MORE delving in the wiki and the forum indicated that AJAX calls in an iframe "may present the developer with validation and authorization issues". (Exercise for the student.) One Facebook developer stated on the forums, "I find that most applications don't really need sessions." Well, puzzle applications do, just to keep track of board state. (Okay, they don't really require sessions; but nobody wants to pass all the entire board history around with every click.)

There's a simple solution, of course: just add the original Facebook parameters to every AJAX call. No biggie.

Unless you're worried about security. Finding those GET parameters is simple as pie. Copying them to another page is no big deal (especially with GreaseMonkey floating about). Add these together, and you've got instant identity theft: anyone can play the game as anyone else.

The best solutions involve fingerprinting (which often rules out AOL users and others behind a proxy) and one-time tokens (which has its own problems).

The Moral: IFrames are only really useful for sessionless apps, apps that don't use AJAX, or apps that don't care about security. If you've got something actually useful, Facebook integration will be a challenge.

PHP development

Undaunted (like an idiot), I came up with an idea that required no session. It leveraged the social power of Facebook: wouldn't work without it, in fact. Better yet, there was a clear path to making money!

Unfortunately, I ran into immediate problems with the PHP client library. Namely, there was no documentation.

The sample apps showed how to use require_login(). But I didn't want to force users to add my app; I wanted to leverage all the Facebook users, as much as possible. Finding the get_loggedin_user() and get_canvas_user() functions was more difficult, requiring a peek through the library source code. Figuring out how to use them required combing through the forums for a little while.

Then there came the big problem: how do you access the Facebook API from PHP?

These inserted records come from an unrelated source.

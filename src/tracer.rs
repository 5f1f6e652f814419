//! The tracer context: configuration, mode and gate, shared by every event
//! entry point from load until unload.

use std::fmt;
use std::io;
use std::sync::atomic::{AtomicBool, Ordering};
use std::sync::OnceLock;

use tracing::{debug, info, warn};

use crate::config::{TracerConfig, TriggerSpec};
use crate::error::TriggerError;
use crate::gate::{EventGate, GateState, Sink};
use crate::host::{FieldKind, Host};
use crate::trigger;

/// How method-entry events are gated. Decided once, at init.
#[derive(Debug, Clone, Copy, PartialEq, Eq)]
pub enum TracingMode {
    /// Every native method entry is traced.
    AlwaysOn,
    /// Tracing follows the watched boolean field.
    Gated,
}

/// The mode the tracer entered at init, and why.
#[derive(Debug)]
pub enum ModeTransition {
    /// The trigger field is being watched. Tracing starts disarmed.
    Gated { trigger: TriggerSpec, kind: FieldKind },
    /// No trigger was configured.
    AlwaysOn,
    /// A trigger was configured but could not be installed.
    FallbackToAlwaysOn { error: TriggerError },
}

impl ModeTransition {
    pub fn mode(&self) -> TracingMode {
        match self {
            ModeTransition::Gated { .. } => TracingMode::Gated,
            ModeTransition::AlwaysOn | ModeTransition::FallbackToAlwaysOn { .. } => TracingMode::AlwaysOn,
        }
    }
}

impl fmt::Display for ModeTransition {
    fn fmt(&self, f: &mut fmt::Formatter<'_>) -> fmt::Result {
        match self {
            ModeTransition::Gated { trigger, kind } => {
                let kind = match kind {
                    FieldKind::Instance => "instance",
                    FieldKind::Static => "static",
                };
                write!(f, "tracing gated on {kind} field {trigger}")
            }
            ModeTransition::AlwaysOn => f.write_str("tracing all native methods"),
            ModeTransition::FallbackToAlwaysOn { .. } => {
                f.write_str("could not set method trigger, falling back to always-on mode")
            }
        }
    }
}

#[derive(Debug)]
pub struct Tracer {
    config: TracerConfig,
    gate: EventGate,
    started: AtomicBool,
    mode: OnceLock<TracingMode>,
}

impl Tracer {
    /// Builds a tracer writing its records to `output`.
    ///
    /// Nothing is traced until [`Tracer::on_init`] has picked a mode.
    pub fn new(config: TracerConfig, output: Sink) -> Self {
        let gate = EventGate::new(false, config.dump_stack_on_entry, output);
        Self {
            config,
            gate,
            started: AtomicBool::new(false),
            mode: OnceLock::new(),
        }
    }

    /// Builds a tracer writing its records to stdout.
    pub fn stdout(config: TracerConfig) -> Self {
        Self::new(config, Box::new(io::stdout()))
    }

    pub fn config(&self) -> &TracerConfig {
        &self.config
    }

    /// The mode picked at init, or `None` before init.
    pub fn mode(&self) -> Option<TracingMode> {
        self.mode.get().copied()
    }

    pub fn gate_state(&self) -> GateState {
        self.gate.state()
    }

    /// Prepares stack dumps and picks the tracing mode.
    ///
    /// Only the first call has any effect; later calls return `None`.
    pub fn on_init<H: Host>(&self, host: &H) -> Option<ModeTransition> {
        if self.started.swap(true, Ordering::AcqRel) {
            debug!("ignoring repeated init event");
            return None;
        }

        if let Err(err) = host.prepare_stack_dump() {
            warn!("{err}; stack dumps are disabled");
        }

        let transition = match &self.config.trigger {
            None => ModeTransition::AlwaysOn,
            Some(spec) => match trigger::install(host, spec) {
                Ok(resolved) => ModeTransition::Gated {
                    trigger: spec.clone(),
                    kind: resolved.kind,
                },
                Err(error) => ModeTransition::FallbackToAlwaysOn { error },
            },
        };

        match transition.mode() {
            TracingMode::AlwaysOn => self.gate.arm(host),
            TracingMode::Gated => {}
        }

        match &transition {
            ModeTransition::FallbackToAlwaysOn { .. } => warn!("{transition}"),
            _ => info!("{transition}"),
        }

        // `started` guards this; a racing second init has already returned.
        let _ = self.mode.set(transition.mode());
        Some(transition)
    }

    /// Handles a write of `value` to the watched field.
    ///
    /// Writes arriving while init is still running are applied: the watch is
    /// live before the mode is recorded.
    pub fn on_field_write<H: Host>(&self, host: &H, value: bool) {
        if self.mode() == Some(TracingMode::AlwaysOn) {
            debug!("ignoring field write in always-on mode");
            return;
        }
        self.gate.on_field_write(host, value);
    }

    /// Handles entry into `method` on the calling thread.
    pub fn on_method_entry<H: Host>(&self, host: &H, method: H::Method) {
        self.gate.on_method_entry(host, method);
    }
}
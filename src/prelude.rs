//! Common imports for working with the tracer.
//!
//! This prelude is intentionally small: the context object, the host seam and
//! the wrappers the JVM binding is written against.

pub use crate::config::{TracerConfig, TriggerSpec};
pub use crate::env::{JniEnv, Jvmti, MethodName};
pub use crate::error::{ConfigError, HostError, TriggerError};
pub use crate::export_agent;
pub use crate::host::{FieldKind, Host, MethodDescriptor};
pub use crate::sys::{jni, jvmti};
pub use crate::tracer::{ModeTransition, Tracer, TracingMode};
pub use crate::Agent;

Some trial-and-error didn't help much. I searched the forums and found some sample code, but I wanted a reference. I was almost resigned to diving into the library code again when I suddenly realized the pattern: use the api_client field of your Facebook instance and call the function with an underscore instead of a dot. So, if your instance of Facebook is $fb, friends.get becomes $fb->api_client->friends_get(), users.getInfo becomes $fb->api_client->users_getInfo(), and so on.

I really wish someone had written that down somewhere obvious and visible.

The Moral: There is no documentation for the Facebook PHP client library, but you can derive the functions you need.

Maybe one day I'll write up a quick tutorial. Or a good example program. Maybe Mastermind or something.

Legacy comments:

Shawn

SO TRUE MY FRIEND! Good blog!

Daniel

Thanks, Nice walk through of the trials I've been put through over the last 2 weeks. I think the fb policy is to deliberately deter coders.

Michal

This is so true! Been struggling with the same issue. How about parameters of these methods? Mostly all of them are passed by the client class, right? But what if i need to use optional parameters? Is there any documentation on this? How am i supposed to find out their order, do i need to possess some kind of special gift? Like API creators mind-reading? Is there any other way besides looking into the core script?

Judebert

The only way I've found is to experiment. Annoying but true.

jeje

Thanks for that eye openner about the PHP Library, I was thinking that there is something wrong with me, jut to realise that everything is wrong with Facebook.

Erick

Well said. Even though this is old it still rings true. It kinda sucks that I read it after most of the same things that happened to you happened to me, but still it was an eye opener.

How did you fix the continuous reloading issue? Some of my app's users get it intermittently.

I changed the redirection URL to point to the app's info page, as I recall. It's suboptimal, because it requires an extra click from the user; but it's better than constantly reloading.